▶ [Activity] Transcribe the data exactly, stopping after the "altitude in metres" line.
***** Data listing *****
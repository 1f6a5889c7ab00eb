//! Field-level decoders for Mode S payloads.
//!
//! These operate on already-extracted bit fields: the 12/13-bit altitude
//! codes, the 13-bit identity code, the 48-bit callsign and the 56-bit ME
//! field of an extended squitter (held in the low bits of a `u64`).

use serde::Serialize;

use crate::types::{AirframeSize, AltitudeUnits, SpeedType, CALLSIGN_CHARSET};

/// A decoded altitude with its units.
#[derive(Debug, Clone, Copy, PartialEq, Eq, Serialize)]
pub struct Altitude {
    pub value: i32,
    pub units: AltitudeUnits,
}

impl Altitude {
    fn feet(value: i32) -> Self {
        Altitude { value, units: AltitudeUnits::Feet }
    }
}

// ---------------------------------------------------------------------------
// Altitude
// ---------------------------------------------------------------------------

/// Decode the 12-bit altitude code of an airborne position squitter.
///
/// Same layout as the 13-bit AC field with the M bit removed.
pub fn decode_ac12_altitude(code: u32) -> Option<Altitude> {
    if code == 0 {
        return None;
    }
    if code & 0x10 != 0 {
        let n = ((code & 0x0FE0) >> 1) | (code & 0x000F);
        return Some(Altitude::feet(n as i32 * 25 - 1000));
    }
    let ac13 = ((code & 0x0FC0) << 1) | (code & 0x003F);
    gillham_altitude(ac13).map(Altitude::feet)
}

/// Decode the 13-bit AC field of DF0/4/16/20.
///
/// - M=1: metric altitude in metres
/// - M=0, Q=1: 25 ft increments
/// - M=0, Q=0: 100 ft Gillham gray code
pub fn decode_ac13_altitude(code: u32) -> Option<Altitude> {
    if code == 0 {
        return None;
    }
    let m_bit = code & 0x0040 != 0;
    let q_bit = code & 0x0010 != 0;

    if m_bit {
        let metres = ((code & 0x1F80) >> 1) | (code & 0x003F);
        return Some(Altitude {
            value: metres as i32,
            units: AltitudeUnits::Metres,
        });
    }
    if q_bit {
        let n = ((code & 0x1F80) >> 2) | ((code & 0x0020) >> 1) | (code & 0x000F);
        return Some(Altitude::feet(n as i32 * 25 - 1000));
    }
    gillham_altitude(code).map(Altitude::feet)
}

fn gillham_altitude(ac13: u32) -> Option<i32> {
    let hundreds = mode_a_to_mode_c(id13_to_gillham(ac13))?;
    if hundreds < -12 {
        return None;
    }
    Some(hundreds * 100)
}

/// Re-order a 13-bit identity/altitude field into the 0xABCD Gillham
/// layout (one octal digit per nibble).
///
/// Field bits, MSB first: C1 A1 C2 A2 C4 A4 X B1 D1 B2 D2 B4 D4
pub fn id13_to_gillham(id13: u32) -> u32 {
    const MAP: [(u32, u32); 12] = [
        (0x1000, 0x0010), // C1
        (0x0800, 0x1000), // A1
        (0x0400, 0x0020), // C2
        (0x0200, 0x2000), // A2
        (0x0100, 0x0040), // C4
        (0x0080, 0x4000), // A4
        (0x0020, 0x0100), // B1
        (0x0010, 0x0001), // D1 (or Q)
        (0x0008, 0x0200), // B2
        (0x0004, 0x0002), // D2
        (0x0002, 0x0400), // B4
        (0x0001, 0x0004), // D4
    ];
    MAP.iter()
        .filter(|(field, _)| id13 & field != 0)
        .fold(0, |acc, (_, gillham)| acc | gillham)
}

// Gillham code to hundreds of feet.
fn mode_a_to_mode_c(mode_a: u32) -> Option<i32> {
    // D1 set or C bits all zero are illegal
    if mode_a & 0xFFFF_8889 != 0 || mode_a & 0x0000_00F0 == 0 {
        return None;
    }

    let mut one_hundreds: i32 = 0;
    if mode_a & 0x0010 != 0 {
        one_hundreds ^= 0x007;
    }
    if mode_a & 0x0020 != 0 {
        one_hundreds ^= 0x003;
    }
    if mode_a & 0x0040 != 0 {
        one_hundreds ^= 0x001;
    }
    if one_hundreds & 5 == 5 {
        one_hundreds ^= 2;
    }
    if one_hundreds > 5 {
        return None;
    }

    let mut five_hundreds: i32 = 0;
    for (bit, mask) in [
        (0x0002, 0x0FF), // D2
        (0x0004, 0x07F), // D4
        (0x1000, 0x03F), // A1
        (0x2000, 0x01F), // A2
        (0x4000, 0x00F), // A4
        (0x0100, 0x007), // B1
        (0x0200, 0x003), // B2
        (0x0400, 0x001), // B4
    ] {
        if mode_a & bit != 0 {
            five_hundreds ^= mask;
        }
    }

    if five_hundreds & 1 != 0 {
        one_hundreds = 6 - one_hundreds;
    }
    Some(five_hundreds * 5 + one_hundreds - 13)
}

// ---------------------------------------------------------------------------
// Identity
// ---------------------------------------------------------------------------

/// Decode a 13-bit identity code into the 4-digit octal squawk.
pub fn decode_squawk(id13: u32) -> String {
    format!("{:04X}", id13_to_gillham(id13))
}

/// Decode eight 6-bit characters packed into 6 bytes.
///
/// Returns `None` when any character falls outside the ICAO alphabet or
/// the callsign is blank.
pub fn decode_callsign(packed: &[u8]) -> Option<String> {
    if packed.len() < 6 {
        return None;
    }
    let bits = packed[..6]
        .iter()
        .fold(0u64, |acc, &b| (acc << 8) | b as u64);

    let mut callsign = String::with_capacity(8);
    for i in 0..8 {
        let idx = ((bits >> (42 - i * 6)) & 0x3F) as usize;
        let c = CALLSIGN_CHARSET[idx];
        if c == b'#' {
            return None;
        }
        callsign.push(c as char);
    }
    let trimmed = callsign.trim_end();
    if trimmed.is_empty() {
        None
    } else {
        Some(trimmed.to_string())
    }
}

/// Wake vortex / emitter category, e.g. "A3" for a large aircraft.
pub fn aircraft_category(type_code: u8, category: u8) -> Option<String> {
    if category == 0 {
        return None;
    }
    let set = match type_code {
        4 => 'A',
        3 => 'B',
        2 => 'C',
        1 => 'D',
        _ => return None,
    };
    Some(format!("{set}{category}"))
}

// ---------------------------------------------------------------------------
// Flight status
// ---------------------------------------------------------------------------

/// Flags carried by the 3-bit flight status of DF4/5/20/21.
#[derive(Debug, Clone, Copy, PartialEq, Eq)]
pub struct FlightStatusFlags {
    pub on_ground: Option<bool>,
    pub alert: bool,
    pub spi: bool,
}

pub fn flight_status_flags(fs: u8) -> FlightStatusFlags {
    let on_ground = match fs {
        0 | 2 => Some(false),
        1 | 3 => Some(true),
        _ => None,
    };
    FlightStatusFlags {
        on_ground,
        alert: matches!(fs, 2..=4),
        spi: matches!(fs, 4 | 5),
    }
}

pub fn flight_status_text(fs: u8) -> &'static str {
    match fs {
        0 => "Normal, Airborne",
        1 => "Normal, On the ground",
        2 => "ALERT, Airborne",
        3 => "ALERT, On the ground",
        4 => "ALERT, Special Position Identification",
        5 => "Normal, Special Position Identification",
        6 => "Reserved",
        _ => "Not assigned",
    }
}

/// Ground/airborne state from the capability field of DF11/17.
pub fn capability_on_ground(ca: u8) -> Option<bool> {
    match ca {
        4 => Some(true),
        5 => Some(false),
        _ => None,
    }
}

// ---------------------------------------------------------------------------
// Velocity
// ---------------------------------------------------------------------------

/// TC19 airborne velocity.
#[derive(Debug, Clone, Copy, PartialEq, Serialize)]
pub struct Velocity {
    pub speed_kts: Option<f64>,
    pub heading_deg: Option<f64>,
    pub vertical_rate_fpm: Option<i32>,
    pub speed_type: SpeedType,
}

/// Decode a TC19 ME field. Sub-types 2 and 4 are supersonic (4 kt units).
pub fn decode_velocity(me: u64) -> Option<Velocity> {
    let subtype = ((me >> 48) & 0x07) as u8;
    let scale = if subtype == 2 || subtype == 4 { 4.0 } else { 1.0 };

    let vr_sign = (me >> 19) & 1;
    let vr_raw = ((me >> 10) & 0x1FF) as i32;
    let vertical_rate_fpm = if vr_raw > 0 {
        let rate = (vr_raw - 1) * 64;
        Some(if vr_sign == 1 { -rate } else { rate })
    } else {
        None
    };

    match subtype {
        1 | 2 => {
            let ew_west = (me >> 42) & 1 == 1;
            let ew_raw = ((me >> 32) & 0x3FF) as i32;
            let ns_south = (me >> 31) & 1 == 1;
            let ns_raw = ((me >> 21) & 0x3FF) as i32;

            let (speed_kts, heading_deg) = if ew_raw > 0 && ns_raw > 0 {
                let vx = (ew_raw - 1) as f64 * scale * if ew_west { -1.0 } else { 1.0 };
                let vy = (ns_raw - 1) as f64 * scale * if ns_south { -1.0 } else { 1.0 };
                let heading = vx.atan2(vy).to_degrees().rem_euclid(360.0);
                (Some(vx.hypot(vy)), Some(heading))
            } else {
                (None, None)
            };
            Some(Velocity {
                speed_kts,
                heading_deg,
                vertical_rate_fpm,
                speed_type: SpeedType::Ground,
            })
        }
        3 | 4 => {
            let heading_deg = ((me >> 42) & 1 == 1)
                .then(|| ((me >> 32) & 0x3FF) as f64 * 360.0 / 1024.0);
            let speed_raw = ((me >> 21) & 0x3FF) as i32;
            let speed_kts = (speed_raw > 0).then(|| (speed_raw - 1) as f64 * scale);
            let speed_type = if (me >> 31) & 1 == 1 {
                SpeedType::TAS
            } else {
                SpeedType::IAS
            };
            Some(Velocity {
                speed_kts,
                heading_deg,
                vertical_rate_fpm,
                speed_type,
            })
        }
        _ => None,
    }
}

// ---------------------------------------------------------------------------
// Surface movement
// ---------------------------------------------------------------------------

/// Ground speed in knots from the 7-bit surface movement field.
pub fn decode_surface_movement(movement: u8) -> Option<f64> {
    let m = movement as f64;
    match movement {
        1 => Some(0.0),
        2..=8 => Some(0.125 * (m - 1.0)),
        9..=12 => Some(1.0 + 0.25 * (m - 9.0)),
        13..=38 => Some(2.0 + 0.5 * (m - 13.0)),
        39..=93 => Some(15.0 + (m - 39.0)),
        94..=108 => Some(70.0 + 2.0 * (m - 94.0)),
        109..=123 => Some(100.0 + 5.0 * (m - 109.0)),
        124 => Some(175.0),
        _ => None,
    }
}

/// Ground track from a surface position ME field, when its status bit is set.
pub fn decode_ground_track(me: u64) -> Option<f64> {
    if (me >> 43) & 1 == 0 {
        return None;
    }
    Some(((me >> 36) & 0x7F) as f64 * 360.0 / 128.0)
}

/// Length/width code of a surface operational status message.
pub fn airframe_size(code: u8) -> Option<AirframeSize> {
    let (length_m, width_m) = match code {
        1 => (15.0, 23.0),
        2 => (25.0, 28.5),
        3 => (25.0, 34.0),
        4 => (35.0, 33.0),
        5 => (35.0, 38.0),
        6 => (45.0, 39.5),
        7 => (45.0, 45.0),
        8 => (55.0, 45.0),
        9 => (55.0, 52.0),
        10 => (65.0, 59.5),
        11 => (65.0, 67.0),
        12 => (75.0, 72.5),
        13 => (75.0, 80.0),
        14 => (85.0, 80.0),
        15 => (85.0, 90.0),
        _ => return None,
    };
    Some(AirframeSize { length_m, width_m })
}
*****
▶ [Answer below]
repository 1f6a5889c7ab00eb
//! Field-level decoders for Mode S payloads.
//!
//! These operate on already-extracted bit fields: the 12/13-bit altitude
//! codes, the 13-bit identity code, the 48-bit callsign and the 56-bit ME
//! field of an extended squitter (held in the low bits of a `u64`).

use serde::Serialize;

use crate::types::{AirframeSize, AltitudeUnits, SpeedType, CALLSIGN_CHARSET};

/// A decoded altitude with its units.
#[derive(Debug, Clone, Copy, PartialEq, Eq, Serialize)]
pub struct Altitude {
    pub value: i32,
    pub units: AltitudeUnits,
}

impl Altitude {
    fn feet(value: i32) -> Self {
        Altitude { value, units: AltitudeUnits::Feet }
    }
}

// ---------------------------------------------------------------------------
// Altitude
// ---------------------------------------------------------------------------

/// Decode the 12-bit altitude code of an airborne position squitter.
///
/// Same layout as the 13-bit AC field with the M bit removed.
pub fn decode_ac12_altitude(code: u32) -> Option<Altitude> {
    if code == 0 {
        return None;
    }
    if code & 0x10 != 0 {
        let n = ((code & 0x0FE0) >> 1) | (code & 0x000F);
        return Some(Altitude::feet(n as i32 * 25 - 1000));
    }
    let ac13 = ((code & 0x0FC0) << 1) | (code & 0x003F);
    gillham_altitude(ac13).map(Altitude::feet)
}

/// Decode the 13-bit AC field of DF0/4/16/20.
///
/// - M=1: metric altitude in metres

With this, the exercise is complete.